Il y a aussi un manque de perspective à l’égard de la menace du terrorisme. Nous devons avoir une approche équilibrée et raisonnée des risques associés aux terroristes qualifiés de « loups solitaires ». Il ne s’agit pas d’une nouvelle menace et elle n’est pas propre à l’extrémisme islamique. Il y a toujours eu des fous animés de divers motifs : que ce soit des écologistes prêts à insérer des crampons dans les arbres pour blesser les travailleurs forestiers ou des extrémistes juifs ultra-orthodoxes désirant se faire exploser dans Jérusalem. Nous devons garder à l’esprit que le terrorisme et la guérilla urbaine sont les stratégies des faibles. Comme je l’ai écrit dans mon livre, Brilliant Manœuvres : « cela découle de la réalisation que la force qu’on commande est incapable de mener une action offensive hautement coordonnée et dommageable. » La firme de conseil et analyse en sécurité STRATFOR souligne que l’approche du « loup solitaire » du Djihad est en fait un quasi-échec des extrémistes musulmans qui visaient de faire des ravages en Occident. Cela vient de la réalisation qu’ils sont incapables de lancer des attaques destructrices et coordonnées sans s’exposer eux-mêmes aux risques extrêmes d’échouer dans la mission.
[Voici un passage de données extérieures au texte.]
fn integer_from_datum<T>(datum: &Datum, what: &str) -> std::result::Result<T, String>
where
    T: TryFrom<i64> + TryFrom<u64>,
{
    match datum {
        Datum::Int(v) => <T as TryFrom<i64>>::try_from(*v)
            .map_err(|_| format!("{v} out of range for {what}")),
        Datum::UInt(v) => <T as TryFrom<u64>>::try_from(*v)
            .map_err(|_| format!("{v} out of range for {what}")),
        other => Err(format!("expected integer for {what}, got {}", other.type_name())),
    }
}

fn merge_overflow(what: &str) -> BTreeError {
    BTreeError::InvalidValue(format!("weighted merge overflows {what}"))
}

macro_rules! integer_type {
    ($ty:ty, $variant:ident, $wide:ty) => {
        impl KeyOrdering for $ty {
            fn compare(&self, other: &Self) -> Result<Ordering> {
                Ok(self.cmp(other))
            }

            fn to_datum(&self) -> Datum {
                Datum::$variant(*self as $wide)
            }

            fn from_datum(datum: &Datum) -> Result<Self> {
                integer_from_datum(datum, stringify!($ty)).map_err(BTreeError::InvalidKey)
            }
        }

        impl ValueCodec for $ty {
            fn to_datum(&self) -> Datum {
                Datum::$variant(*self as $wide)
            }

            fn from_datum(datum: &Datum) -> Result<Self> {
                integer_from_datum(datum, stringify!($ty)).map_err(BTreeError::InvalidValue)
            }

            fn same(&self, other: &Self) -> bool {
                self == other
            }
        }

        impl WeightedValue for $ty {
            const MERGE_DEFAULT: Self = 1;

            fn merge(v1: Self, w1: Self, v2: Self, w2: Self) -> Result<Self> {
                let left = Self::merge_weight(v1, w1)?;
                let right = Self::merge_weight(v2, w2)?;
                left.checked_add(right)
                    .ok_or_else(|| merge_overflow(stringify!($ty)))
            }

            fn merge_weight(v: Self, w: Self) -> Result<Self> {
                v.checked_mul(w).ok_or_else(|| merge_overflow(stringify!($ty)))
            }

            fn add_weights(w1: Self, w2: Self) -> Result<Self> {
                w1.checked_add(w2).ok_or_else(|| merge_overflow(stringify!($ty)))
            }

            #[allow(unused_comparisons)]
            fn normalize(v: Self, min: Self) -> Self {
                if min > 0 {
                    v / min
                } else {
                    v
                }
            }

            fn zero() -> Self {
                0
            }
        }
    };
}

integer_type!(i32, Int, i64);
integer_type!(i64, Int, i64);
integer_type!(u32, UInt, u64);
integer_type!(u64, UInt, u64);

macro_rules! float_value {
    ($ty:ty) => {
        impl ValueCodec for $ty {
            fn to_datum(&self) -> Datum {
                Datum::Float(*self as f64)
            }

            fn from_datum(datum: &Datum) -> Result<Self> {
                match datum {
                    Datum::Float(v) => Ok(*v as $ty),
                    Datum::Int(v) => Ok(*v as $ty),
                    Datum::UInt(v) => Ok(*v as $ty),
                    other => Err(BTreeError::InvalidValue(format!(
                        "expected float, got {}",
                        other.type_name()
                    ))),
                }
            }

            fn same(&self, other: &Self) -> bool {
                self == other
            }
        }

        impl WeightedValue for $ty {
            const MERGE_DEFAULT: Self = 1.0;

            fn merge(v1: Self, w1: Self, v2: Self, w2: Self) -> Result<Self> {
                Ok(v1 * w1 + v2 * w2)
            }

            fn merge_weight(v: Self, w: Self) -> Result<Self> {
                Ok(v * w)
            }

            fn add_weights(w1: Self, w2: Self) -> Result<Self> {
                Ok(w1 + w2)
            }

            fn normalize(v: Self, min: Self) -> Self {
                if min > 0.0 {
                    v / min
                } else {
                    v
                }
            }

            fn zero() -> Self {
                0.0
            }
        }
    };
}

float_value!(f32);
float_value!(f64);

/// Fixed-width byte string, compared lexicographically
#[derive(Debug, Clone, Copy, PartialEq, Eq, PartialOrd, Ord, Hash)]
pub struct FixedBytes<const N: usize>(pub [u8; N]);

impl<const N: usize> FixedBytes<N> {
    pub fn new(bytes: [u8; N]) -> Self {
        Self(bytes)
    }

    pub fn try_from_slice(bytes: &[u8]) -> Result<Self> {
        let array: [u8; N] = bytes
            .try_into()
            .map_err(|_| BTreeError::InvalidKey(format!("expected {N} bytes, got {}", bytes.len())))?;
        Ok(Self(array))
    }
}

impl<const N: usize> KeyOrdering for FixedBytes<N> {
    const TREE_SIZE: usize = 500;
    const BUCKET_SIZE: usize = 500;

    fn compare(&self, other: &Self) -> Result<Ordering> {
        Ok(self.0.cmp(&other.0))
    }

    fn to_datum(&self) -> Datum {
        Datum::Bytes(self.0.to_vec())
    }

    fn from_datum(datum: &Datum) -> Result<Self> {
        match datum {
            Datum::Bytes(bytes) => Self::try_from_slice(bytes),
            other => Err(BTreeError::InvalidKey(format!(
                "expected bytes, got {}",
                other.type_name()
            ))),
        }
    }
}

impl<const N: usize> ValueCodec for FixedBytes<N> {
    fn to_datum(&self) -> Datum {
        Datum::Bytes(self.0.to_vec())
    }

    fn from_datum(datum: &Datum) -> Result<Self> {
        <Self as KeyOrdering>::from_datum(datum).map_err(|e| BTreeError::InvalidValue(e.to_string()))
    }

    fn same(&self, other: &Self) -> bool {
        self == other
    }
}

impl KeyOrdering for String {
    const TREE_SIZE: usize = 250;
    const BUCKET_SIZE: usize = 60;

    fn compare(&self, other: &Self) -> Result<Ordering> {
        Ok(self.as_str().cmp(other.as_str()))
    }

    fn to_datum(&self) -> Datum {
        Datum::Str(self.clone())
    }

    fn from_datum(datum: &Datum) -> Result<Self> {
        match datum {
            Datum::Str(s) => Ok(s.clone()),
            other => Err(BTreeError::InvalidKey(format!(
                "expected str, got {}",
                other.type_name()
            ))),
        }
    }
}

impl ValueCodec for String {
    const IS_OBJECT: bool = true;

    fn to_datum(&self) -> Datum {
        Datum::Str(self.clone())
    }

    fn from_datum(datum: &Datum) -> Result<Self> {
        <String as KeyOrdering>::from_datum(datum)
            .map_err(|e| BTreeError::InvalidValue(e.to_string()))
    }

    fn same(&self, other: &Self) -> bool {
        self == other
    }
}

/// Unit values; a mapping to `()` behaves like a set with explicit values
impl ValueCodec for () {
    fn to_datum(&self) -> Datum {
        Datum::None
    }

    fn from_datum(_datum: &Datum) -> Result<Self> {
        Ok(())
    }

    fn same(&self, _other: &Self) -> bool {
        true
    }
}

/// Dynamically typed object usable as key or value.
///
/// `None` sorts below everything and numbers compare across int/float. Any
/// other pair of different kinds has no ordering and comparing them fails.
/// `Opaque` stands for an object that only has identity comparison: it can
/// be compared but is refused as a key.
#[derive(Debug, Clone)]
pub enum Object {
    None,
    Int(i64),
    Float(f64),
    Str(String),
    Bytes(Vec<u8>),
    Tuple(Vec<Object>),
    Opaque(u64),
}

impl Object {
    fn kind_name(&self) -> &'static str {
        match self {
            Object::None => "None",
            Object::Int(_) => "int",
            Object::Float(_) => "float",
            Object::Str(_) => "str",
            Object::Bytes(_) => "bytes",
            Object::Tuple(_) => "tuple",
            Object::Opaque(_) => "object",
        }
    }

    fn mismatch(&self, other: &Object) -> BTreeError {
        BTreeError::KeyComparison(format!(
            "'<' not supported between {} and {}",
            self.kind_name(),
            other.kind_name()
        ))
    }

    fn float_cmp(a: f64, b: f64) -> Result<Ordering> {
        a.partial_cmp(&b)
            .ok_or_else(|| BTreeError::KeyComparison(format!("unordered floats {a} and {b}")))
    }
}

impl fmt::Display for Object {
    fn fmt(&self, f: &mut fmt::Formatter<'_>) -> fmt::Result {
        match self {
            Object::None => write!(f, "None"),
            Object::Int(v) => write!(f, "{v}"),
            Object::Float(v) => write!(f, "{v}"),
            Object::Str(s) => write!(f, "{s:?}"),
            Object::Bytes(b) => write!(f, "b{b:?}"),
            Object::Tuple(items) => {
                write!(f, "(")?;
                for (i, item) in items.iter().enumerate() {
                    if i > 0 {
                        write!(f, ", ")?;
                    }
                    write!(f, "{item}")?;
                }
                write!(f, ")")
            }
            Object::Opaque(id) => write!(f, "<object at 0x{id:x}>"),
        }
    }
}

impl From<i64> for Object {
    fn from(v: i64) -> Self {
        Object::Int(v)
    }
}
Quand survient une crise, il faut réfléchir, même s’il faut improviser pour parer au plus pressé, et ne pas céder à la panique, ni courir dans tous les sens pour répondre aux pressions populaires de « faire quelque chose, n’importe quoi ». Nous devons souvent pondérer une gamme d’options douteuses pour enfin choisir et appliquer la solution la moins pire. Le danger de réagir outre mesure au terrorisme est d’imposer tellement de restrictions aux libertés civiles et à l’accès aux institutions démocratiques que les terroristes obtiennent une réponse politique et sociale démesurée par rapport aux risques réels.
Quand on parle de danger pour la santé, le danger est de réagir exagérément tout en ignorant ou tolérant des comportements beaucoup plus condamnables dans notre propre cour arrière. Des mesures raisonnables pour prévenir et atténuer la contagion venant de l’Afrique sont une chose. Mais entretemps, il y a des éclosions de maladies facilement évitables et contrôlables ici même, et elles ne viennent pas d’Afrique.